■ ACTION ITEM ■
Where the word "target" shows up in the entries below, please copy the whole line.

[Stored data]
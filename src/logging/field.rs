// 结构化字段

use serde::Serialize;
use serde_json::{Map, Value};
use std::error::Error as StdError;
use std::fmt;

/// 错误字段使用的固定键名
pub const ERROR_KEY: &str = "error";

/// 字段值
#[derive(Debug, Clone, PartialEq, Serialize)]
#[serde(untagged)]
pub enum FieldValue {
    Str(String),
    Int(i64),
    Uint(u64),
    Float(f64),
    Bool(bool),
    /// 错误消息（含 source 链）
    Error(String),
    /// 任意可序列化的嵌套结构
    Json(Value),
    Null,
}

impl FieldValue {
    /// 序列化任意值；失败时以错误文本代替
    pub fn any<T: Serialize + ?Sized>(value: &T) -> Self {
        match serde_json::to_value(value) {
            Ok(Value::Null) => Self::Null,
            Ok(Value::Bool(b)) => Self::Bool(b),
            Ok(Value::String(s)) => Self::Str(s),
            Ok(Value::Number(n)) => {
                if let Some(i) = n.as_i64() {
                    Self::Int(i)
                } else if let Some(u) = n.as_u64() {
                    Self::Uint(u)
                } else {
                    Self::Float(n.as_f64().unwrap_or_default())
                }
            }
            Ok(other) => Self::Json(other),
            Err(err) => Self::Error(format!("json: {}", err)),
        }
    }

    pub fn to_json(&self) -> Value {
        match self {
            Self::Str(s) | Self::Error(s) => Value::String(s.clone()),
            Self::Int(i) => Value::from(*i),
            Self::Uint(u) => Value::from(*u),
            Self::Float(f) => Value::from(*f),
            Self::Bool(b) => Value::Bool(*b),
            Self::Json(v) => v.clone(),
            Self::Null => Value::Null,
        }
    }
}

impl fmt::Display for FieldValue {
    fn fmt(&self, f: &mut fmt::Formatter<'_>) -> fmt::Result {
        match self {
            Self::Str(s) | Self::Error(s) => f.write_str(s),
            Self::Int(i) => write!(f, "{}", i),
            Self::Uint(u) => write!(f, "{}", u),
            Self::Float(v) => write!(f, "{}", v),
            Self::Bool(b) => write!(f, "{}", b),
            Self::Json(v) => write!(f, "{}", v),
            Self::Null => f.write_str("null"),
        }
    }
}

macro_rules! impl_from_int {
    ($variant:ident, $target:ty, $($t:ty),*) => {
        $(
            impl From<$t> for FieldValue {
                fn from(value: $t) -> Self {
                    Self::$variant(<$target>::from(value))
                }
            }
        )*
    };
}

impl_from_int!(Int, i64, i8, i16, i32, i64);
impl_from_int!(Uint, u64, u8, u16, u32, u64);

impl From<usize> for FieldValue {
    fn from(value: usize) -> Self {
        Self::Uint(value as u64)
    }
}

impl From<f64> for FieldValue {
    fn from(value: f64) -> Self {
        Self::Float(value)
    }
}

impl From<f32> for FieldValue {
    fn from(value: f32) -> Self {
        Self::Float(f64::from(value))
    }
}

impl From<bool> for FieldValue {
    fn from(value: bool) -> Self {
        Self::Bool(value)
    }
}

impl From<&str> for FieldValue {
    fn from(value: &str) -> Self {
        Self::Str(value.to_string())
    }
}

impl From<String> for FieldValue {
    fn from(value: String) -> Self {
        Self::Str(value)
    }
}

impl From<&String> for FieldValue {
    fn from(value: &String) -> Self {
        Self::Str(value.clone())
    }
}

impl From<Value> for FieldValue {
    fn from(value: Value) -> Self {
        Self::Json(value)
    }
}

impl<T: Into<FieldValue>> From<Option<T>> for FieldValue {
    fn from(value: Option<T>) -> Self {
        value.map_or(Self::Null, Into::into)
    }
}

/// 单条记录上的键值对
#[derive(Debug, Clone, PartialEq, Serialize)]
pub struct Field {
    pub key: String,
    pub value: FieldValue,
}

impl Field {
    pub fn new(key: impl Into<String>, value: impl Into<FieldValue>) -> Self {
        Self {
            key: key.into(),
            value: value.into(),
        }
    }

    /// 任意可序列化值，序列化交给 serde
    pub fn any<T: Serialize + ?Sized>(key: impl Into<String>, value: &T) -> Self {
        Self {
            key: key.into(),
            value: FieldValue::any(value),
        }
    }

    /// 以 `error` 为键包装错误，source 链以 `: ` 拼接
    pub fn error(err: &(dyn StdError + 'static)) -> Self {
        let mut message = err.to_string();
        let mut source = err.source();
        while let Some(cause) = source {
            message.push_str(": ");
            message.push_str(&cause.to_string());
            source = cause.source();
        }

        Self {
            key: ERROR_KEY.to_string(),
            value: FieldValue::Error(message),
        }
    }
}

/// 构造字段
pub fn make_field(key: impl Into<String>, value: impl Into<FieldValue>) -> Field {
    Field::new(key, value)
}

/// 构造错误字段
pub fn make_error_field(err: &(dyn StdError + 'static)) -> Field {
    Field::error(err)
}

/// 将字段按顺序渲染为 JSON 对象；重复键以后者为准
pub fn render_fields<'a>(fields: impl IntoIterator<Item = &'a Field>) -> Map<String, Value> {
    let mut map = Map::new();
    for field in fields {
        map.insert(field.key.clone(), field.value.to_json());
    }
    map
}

■ SOLUTION FOR THIS EXERCISE ■
    ($variant:ident, $target:ty, $($t:ty),*) => {
                    Self::$variant(<$target>::from(value))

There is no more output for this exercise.